- _YOUR ASSIGNMENT_: In the listing below, find the line holding "#[sea_orm(primary_key, auto_increment = false)]" and the line holding "impl ActiveModelBehavior for". Write out those two lines and all lines between, exactly, and nothing more.

________________

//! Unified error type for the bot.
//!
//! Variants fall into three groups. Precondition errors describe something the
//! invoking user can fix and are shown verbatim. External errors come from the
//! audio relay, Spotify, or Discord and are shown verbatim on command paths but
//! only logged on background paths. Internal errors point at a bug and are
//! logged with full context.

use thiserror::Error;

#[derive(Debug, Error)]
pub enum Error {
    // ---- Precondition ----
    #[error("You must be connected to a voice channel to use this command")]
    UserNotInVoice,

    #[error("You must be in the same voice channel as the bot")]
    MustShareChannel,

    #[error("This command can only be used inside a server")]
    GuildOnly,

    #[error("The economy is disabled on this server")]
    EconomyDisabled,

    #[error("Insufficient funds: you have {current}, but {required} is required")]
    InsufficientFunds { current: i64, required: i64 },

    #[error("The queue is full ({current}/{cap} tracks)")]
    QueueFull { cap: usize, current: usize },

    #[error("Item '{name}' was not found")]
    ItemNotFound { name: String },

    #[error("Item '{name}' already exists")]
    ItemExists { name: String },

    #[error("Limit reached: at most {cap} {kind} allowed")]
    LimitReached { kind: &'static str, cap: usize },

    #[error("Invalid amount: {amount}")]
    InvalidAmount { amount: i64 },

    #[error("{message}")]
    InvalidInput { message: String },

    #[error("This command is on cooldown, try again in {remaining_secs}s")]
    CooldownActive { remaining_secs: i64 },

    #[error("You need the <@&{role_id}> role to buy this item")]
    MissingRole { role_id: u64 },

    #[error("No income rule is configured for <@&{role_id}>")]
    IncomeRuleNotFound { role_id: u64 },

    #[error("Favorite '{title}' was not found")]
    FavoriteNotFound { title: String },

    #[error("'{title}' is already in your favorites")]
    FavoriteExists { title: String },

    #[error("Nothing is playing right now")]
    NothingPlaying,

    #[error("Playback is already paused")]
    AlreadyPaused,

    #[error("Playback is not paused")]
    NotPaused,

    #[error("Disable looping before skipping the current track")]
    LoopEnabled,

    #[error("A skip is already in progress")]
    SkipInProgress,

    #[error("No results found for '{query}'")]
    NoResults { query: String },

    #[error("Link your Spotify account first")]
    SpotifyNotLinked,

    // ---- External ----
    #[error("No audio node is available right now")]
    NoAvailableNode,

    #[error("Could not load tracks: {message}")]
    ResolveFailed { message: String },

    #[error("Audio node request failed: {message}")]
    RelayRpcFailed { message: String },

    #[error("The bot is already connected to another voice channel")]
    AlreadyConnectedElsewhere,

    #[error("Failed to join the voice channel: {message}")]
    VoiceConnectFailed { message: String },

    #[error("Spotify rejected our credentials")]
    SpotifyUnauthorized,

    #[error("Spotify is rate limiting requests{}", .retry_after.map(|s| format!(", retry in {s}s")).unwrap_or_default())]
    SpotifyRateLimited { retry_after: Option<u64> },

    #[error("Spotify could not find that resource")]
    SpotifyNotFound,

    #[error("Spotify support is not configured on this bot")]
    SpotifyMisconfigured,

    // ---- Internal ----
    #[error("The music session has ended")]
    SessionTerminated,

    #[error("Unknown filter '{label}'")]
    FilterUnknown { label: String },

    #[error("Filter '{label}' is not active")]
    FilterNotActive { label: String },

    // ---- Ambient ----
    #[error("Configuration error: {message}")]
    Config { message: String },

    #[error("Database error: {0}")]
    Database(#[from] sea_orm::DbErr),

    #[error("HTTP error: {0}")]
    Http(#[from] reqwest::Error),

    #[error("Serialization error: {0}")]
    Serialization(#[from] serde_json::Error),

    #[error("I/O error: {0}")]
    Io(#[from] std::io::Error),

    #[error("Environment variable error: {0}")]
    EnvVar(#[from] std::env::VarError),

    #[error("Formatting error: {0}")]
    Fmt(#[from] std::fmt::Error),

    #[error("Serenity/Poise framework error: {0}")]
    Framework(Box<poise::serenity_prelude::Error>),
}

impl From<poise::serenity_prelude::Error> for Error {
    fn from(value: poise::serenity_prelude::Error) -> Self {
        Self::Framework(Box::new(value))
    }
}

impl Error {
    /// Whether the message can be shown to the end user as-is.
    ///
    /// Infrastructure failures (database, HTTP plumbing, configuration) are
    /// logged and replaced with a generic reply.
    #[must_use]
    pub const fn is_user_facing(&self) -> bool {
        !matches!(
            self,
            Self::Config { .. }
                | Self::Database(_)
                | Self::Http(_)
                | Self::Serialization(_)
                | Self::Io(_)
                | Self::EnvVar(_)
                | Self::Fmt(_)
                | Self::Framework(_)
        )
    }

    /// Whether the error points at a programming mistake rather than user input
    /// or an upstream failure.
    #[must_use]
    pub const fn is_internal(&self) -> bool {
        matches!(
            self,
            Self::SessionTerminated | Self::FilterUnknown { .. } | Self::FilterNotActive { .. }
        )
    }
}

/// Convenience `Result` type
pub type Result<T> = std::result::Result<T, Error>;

________________

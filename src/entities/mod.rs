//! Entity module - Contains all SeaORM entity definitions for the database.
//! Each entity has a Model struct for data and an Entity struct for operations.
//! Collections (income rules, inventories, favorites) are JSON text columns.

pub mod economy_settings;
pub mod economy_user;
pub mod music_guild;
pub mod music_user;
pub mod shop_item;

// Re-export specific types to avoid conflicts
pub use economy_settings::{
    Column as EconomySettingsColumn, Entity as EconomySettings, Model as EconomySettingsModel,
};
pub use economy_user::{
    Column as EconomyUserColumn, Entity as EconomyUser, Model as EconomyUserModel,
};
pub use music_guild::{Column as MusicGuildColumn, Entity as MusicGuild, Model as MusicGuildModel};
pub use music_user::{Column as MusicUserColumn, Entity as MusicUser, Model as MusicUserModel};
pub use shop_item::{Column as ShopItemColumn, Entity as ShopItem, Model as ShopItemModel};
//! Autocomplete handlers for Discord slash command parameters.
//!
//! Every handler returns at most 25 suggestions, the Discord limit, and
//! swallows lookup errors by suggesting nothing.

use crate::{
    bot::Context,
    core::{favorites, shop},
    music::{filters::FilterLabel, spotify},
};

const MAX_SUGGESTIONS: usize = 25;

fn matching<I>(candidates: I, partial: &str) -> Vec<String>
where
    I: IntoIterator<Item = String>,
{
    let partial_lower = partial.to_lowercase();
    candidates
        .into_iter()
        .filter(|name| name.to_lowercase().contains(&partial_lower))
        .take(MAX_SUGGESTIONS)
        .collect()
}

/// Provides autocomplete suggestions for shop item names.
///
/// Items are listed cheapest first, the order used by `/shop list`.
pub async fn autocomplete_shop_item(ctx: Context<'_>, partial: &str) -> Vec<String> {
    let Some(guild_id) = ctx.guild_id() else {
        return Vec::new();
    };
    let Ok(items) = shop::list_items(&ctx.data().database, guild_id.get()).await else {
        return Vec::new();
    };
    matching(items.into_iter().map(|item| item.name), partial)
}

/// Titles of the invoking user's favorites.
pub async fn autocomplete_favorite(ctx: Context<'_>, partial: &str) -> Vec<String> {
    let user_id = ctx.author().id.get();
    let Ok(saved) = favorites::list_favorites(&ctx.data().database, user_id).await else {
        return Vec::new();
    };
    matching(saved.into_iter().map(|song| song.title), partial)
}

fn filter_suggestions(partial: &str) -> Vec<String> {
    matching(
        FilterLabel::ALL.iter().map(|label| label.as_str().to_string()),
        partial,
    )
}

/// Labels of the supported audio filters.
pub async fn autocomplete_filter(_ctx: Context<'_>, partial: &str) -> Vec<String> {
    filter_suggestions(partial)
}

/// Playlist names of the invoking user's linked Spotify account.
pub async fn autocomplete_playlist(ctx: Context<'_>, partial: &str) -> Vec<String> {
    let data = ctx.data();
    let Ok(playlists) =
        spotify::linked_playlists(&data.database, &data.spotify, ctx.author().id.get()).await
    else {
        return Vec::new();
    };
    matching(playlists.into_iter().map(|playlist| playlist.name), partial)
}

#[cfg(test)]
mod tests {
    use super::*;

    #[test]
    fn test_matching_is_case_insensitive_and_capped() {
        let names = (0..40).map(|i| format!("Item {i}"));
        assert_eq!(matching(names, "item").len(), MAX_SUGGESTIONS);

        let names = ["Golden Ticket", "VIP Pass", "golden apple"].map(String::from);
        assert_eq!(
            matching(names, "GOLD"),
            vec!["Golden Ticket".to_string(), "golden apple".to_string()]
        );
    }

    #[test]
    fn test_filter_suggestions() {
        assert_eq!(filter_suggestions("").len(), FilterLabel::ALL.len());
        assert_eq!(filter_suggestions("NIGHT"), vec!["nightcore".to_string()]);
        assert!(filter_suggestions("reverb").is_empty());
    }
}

________________

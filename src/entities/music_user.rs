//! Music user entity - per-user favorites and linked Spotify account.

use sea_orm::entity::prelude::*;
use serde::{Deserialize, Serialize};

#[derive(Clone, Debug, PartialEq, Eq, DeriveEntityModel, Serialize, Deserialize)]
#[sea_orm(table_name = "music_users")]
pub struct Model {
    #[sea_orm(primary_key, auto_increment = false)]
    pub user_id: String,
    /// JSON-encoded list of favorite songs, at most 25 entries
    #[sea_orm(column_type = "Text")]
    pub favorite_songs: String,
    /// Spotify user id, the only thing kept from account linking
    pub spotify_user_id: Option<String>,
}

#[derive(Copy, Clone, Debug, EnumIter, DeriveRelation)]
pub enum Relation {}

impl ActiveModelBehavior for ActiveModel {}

________________

- _EXERCISE RESULT_:
    #[sea_orm(primary_key, auto_increment = false)]
    pub user_id: String,
    /// JSON-encoded list of favorite songs, at most 25 entries
    #[sea_orm(column_type = "Text")]
    pub favorite_songs: String,
    /// Spotify user id, the only thing kept from account linking
    pub spotify_user_id: Option<String>,
}

#[derive(Copy, Clone, Debug, EnumIter, DeriveRelation)]
pub enum Relation {}

impl ActiveModelBehavior for ActiveModel {}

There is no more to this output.